Re: Help me Count to 10



The Ghost In The Machine wrote:
In English, one can do the following.

[1] Count. "One, two, three, ..." or perhaps "one marble, two marbles,
three marbles, ..."

In situations where you'd say "one, two, three" without a noun in English, you'd generally do the same in Japanese. I'm not sure of the counter for marbles, but possibly it's "ko", which is used for small objects. Then you'd count marbles as ikko, niko, sanko, ....

[2] List ordinals. "First, second, third, ..."

That would be "ichiban, niban, sanban, ...." "Ban" is a counter for positions.

[3] Identify using ordinals. "The first item, the second item, ..."

This would be the -me suffix, e.g. sannenme "the third year" from sannen "three years".

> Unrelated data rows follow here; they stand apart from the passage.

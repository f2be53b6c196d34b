//! DashboardRenderer port - the rendering surface fed by the refresh loop.

use async_trait::async_trait;

use crate::domain::dashboard::DashboardState;

/// Receives the outcome of every refresh cycle.
#[async_trait]
pub trait DashboardRenderer: Send + Sync {
    /// Short name used in logs.
    fn name(&self) -> &'static str;

    /// Renders one cycle's state. Failures are logged by the caller and do
    /// not stop the refresh loop.
    async fn render(&self, state: &DashboardState) -> Result<(), RenderError>;
}

/// Errors raised by a rendering surface.
#[derive(Debug, thiserror::Error)]
pub enum RenderError {
    #[error("Render output failed: {0}")]
    Io(#[from] std::io::Error),

    #[error("Render surface unavailable: {0}")]
    Unavailable(String),
}
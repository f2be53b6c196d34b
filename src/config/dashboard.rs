//! Dashboard configuration: initial controls, their bounds, and presentation

use serde::Deserialize;

use super::error::ValidationError;
use crate::domain::dashboard::{ControlBounds, DashboardControls, StatusFilter};

const MAX_PREVIEW_ROWS: usize = 100;

/// Dashboard configuration
#[derive(Debug, Clone, Deserialize)]
pub struct DashboardConfig {
    /// Initial status filter ("All" or a status label)
    #[serde(default)]
    pub default_status: StatusFilter,

    #[serde(default = "default_row_limit")]
    pub default_row_limit: u32,

    #[serde(default = "default_row_limit_min")]
    pub row_limit_min: u32,

    #[serde(default = "default_row_limit_max")]
    pub row_limit_max: u32,

    #[serde(default = "default_row_limit_step")]
    pub row_limit_step: u32,

    #[serde(default = "default_refresh_secs")]
    pub default_refresh_secs: u64,

    #[serde(default = "default_refresh_min")]
    pub refresh_min_secs: u64,

    #[serde(default = "default_refresh_max")]
    pub refresh_max_secs: u64,

    /// Rows shown in the raw-data preview
    #[serde(default = "default_preview_rows")]
    pub preview_rows: usize,

    /// Print each cycle to stdout
    #[serde(default = "default_terminal_output")]
    pub terminal_output: bool,
}

impl DashboardConfig {
    pub fn bounds(&self) -> ControlBounds {
        ControlBounds {
            row_limit_min: self.row_limit_min,
            row_limit_max: self.row_limit_max,
            row_limit_step: self.row_limit_step,
            refresh_min_secs: self.refresh_min_secs,
            refresh_max_secs: self.refresh_max_secs,
        }
    }

    /// The controls the dashboard starts with.
    pub fn initial_controls(&self) -> Result<DashboardControls, ValidationError> {
        let bounds = self.bounds();
        bounds.validate()?;
        let controls = DashboardControls::new(
            self.default_status,
            self.default_row_limit,
            self.default_refresh_secs,
            &bounds,
        )?;
        Ok(controls)
    }

    /// Validate dashboard configuration
    pub fn validate(&self) -> Result<(), ValidationError> {
        self.initial_controls()?;
        if self.preview_rows == 0 || self.preview_rows > MAX_PREVIEW_ROWS {
            return Err(ValidationError::InvalidPreviewRows);
        }
        Ok(())
    }
}

impl Default for DashboardConfig {
    fn default() -> Self {
        Self {
            default_status: StatusFilter::All,
            default_row_limit: default_row_limit(),
            row_limit_min: default_row_limit_min(),
            row_limit_max: default_row_limit_max(),
            row_limit_step: default_row_limit_step(),
            default_refresh_secs: default_refresh_secs(),
            refresh_min_secs: default_refresh_min(),
            refresh_max_secs: default_refresh_max(),
            preview_rows: default_preview_rows(),
            terminal_output: default_terminal_output(),
        }
    }
}

fn default_row_limit() -> u32 {
    200
}

fn default_row_limit_min() -> u32 {
    50
}

fn default_row_limit_max() -> u32 {
    2_000
}

fn default_row_limit_step() -> u32 {
    50
}

fn default_refresh_secs() -> u64 {
    5
}

fn default_refresh_min() -> u64 {
    2
}

fn default_refresh_max() -> u64 {
    20
}

fn default_preview_rows() -> usize {
    10
}

fn default_terminal_output() -> bool {
    true
}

I have no idea what the Japanese analogues to any of these would be, or
whether Japanese has additional analogues that would be hard to express in
pure English.

I don't think there's any fundamentally different way of counting in Japanese. Japanese does have two etymologically unrelated sets of counting numbers, one derived from Chinese (ichi, ni, san) and the other native (hitotsu, futatsu, mittsu). Sometimes they're interchangeable and other times you have to use one or the other, but there isn't really a difference in meaning between them. English has other sets of counting words, which are mostly handled with counters in Japanese:

once, twice, thrice ichido, nido, sando
double, triple, quadruple nibai, sanbai, yonbai
primary, secondary, ternary ichibanme no, nibanme no, sanbanme no
firstly, secondly, thirdly daiichi, daini, daisan

Other languages get downright peculiar. If I'm not mistaken, for
instance, at least one language requires slightly different linguistics
depending on whether one is counting sticks or balls.

You may be thinking of Japanese, where large cylindrical objects are counted ippon, nihon, sanbon, ... and large spherical objects are counted ikkyuu, nikyuu, sankyuu, ....

I'm assuming that "water", "dough", and "soup" might be "mass nouns" in
this context.

Yes, exactly. But also things like "furniture" which could just as easily be count nouns. "Pease" used to be a mass noun in English, but now it's been replaced by the count noun "pea", which is a back-formation.

-- Ben
.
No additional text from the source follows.